(Stored data entries)
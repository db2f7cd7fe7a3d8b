// ./api/src/main.rs
use std::net::SocketAddr;
use tokio::net::TcpListener;
use tracing::{error, info, level_filters::LevelFilter};
use tracing_subscriber::{EnvFilter, fmt, layer::SubscriberExt, util::SubscriberInitExt};

use api::{AppConfig, build_state, router};

// Application entry point
#[tokio::main]
async fn main() {
    // --- Logger Initialization ---
    let filter: EnvFilter = EnvFilter::builder()
        .with_default_directive(LevelFilter::INFO.into())
        .from_env_lossy();
    tracing_subscriber::registry()
        .with(fmt::layer())
        .with(filter)
        .init();
    info!("Logger initialized successfully.");

    let config = AppConfig::from_env();
    info!(?config, "Configuration resolved.");

    // --- Dependency Injection ---
    let app_state = match build_state(&config).await {
        Ok(state) => state,
        Err(e) => {
            error!("Failed to initialize storage: {}", e);
            std::process::exit(1);
        }
    };
    info!("Application state created.");

    let app = router(app_state);
    info!("API routes configured.");

    // --- Server Startup ---
    let addr = SocketAddr::from(([0, 0, 0, 0], config.port));
    info!("Server starting on {}", addr);
    let listener = match TcpListener::bind(addr).await {
        Ok(listener) => {
            info!("Server listening on {}", addr);
            listener
        }
        Err(e) => {
            error!("Failed to bind to address {}: {}", addr, e);
            std::process::exit(1);
        }
    };
    if let Err(e) = axum::serve(listener, app.into_make_service()).await {
        error!("Server error: {}", e);
        std::process::exit(1);
    }
}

== WHAT IS NEEDED ==
Copy out every line in the entries above that holds "bind".

== REPLY TO THE EXERCISE ==
    let listener = match TcpListener::bind(addr).await {
            error!("Failed to bind to address {}: {}", addr, e);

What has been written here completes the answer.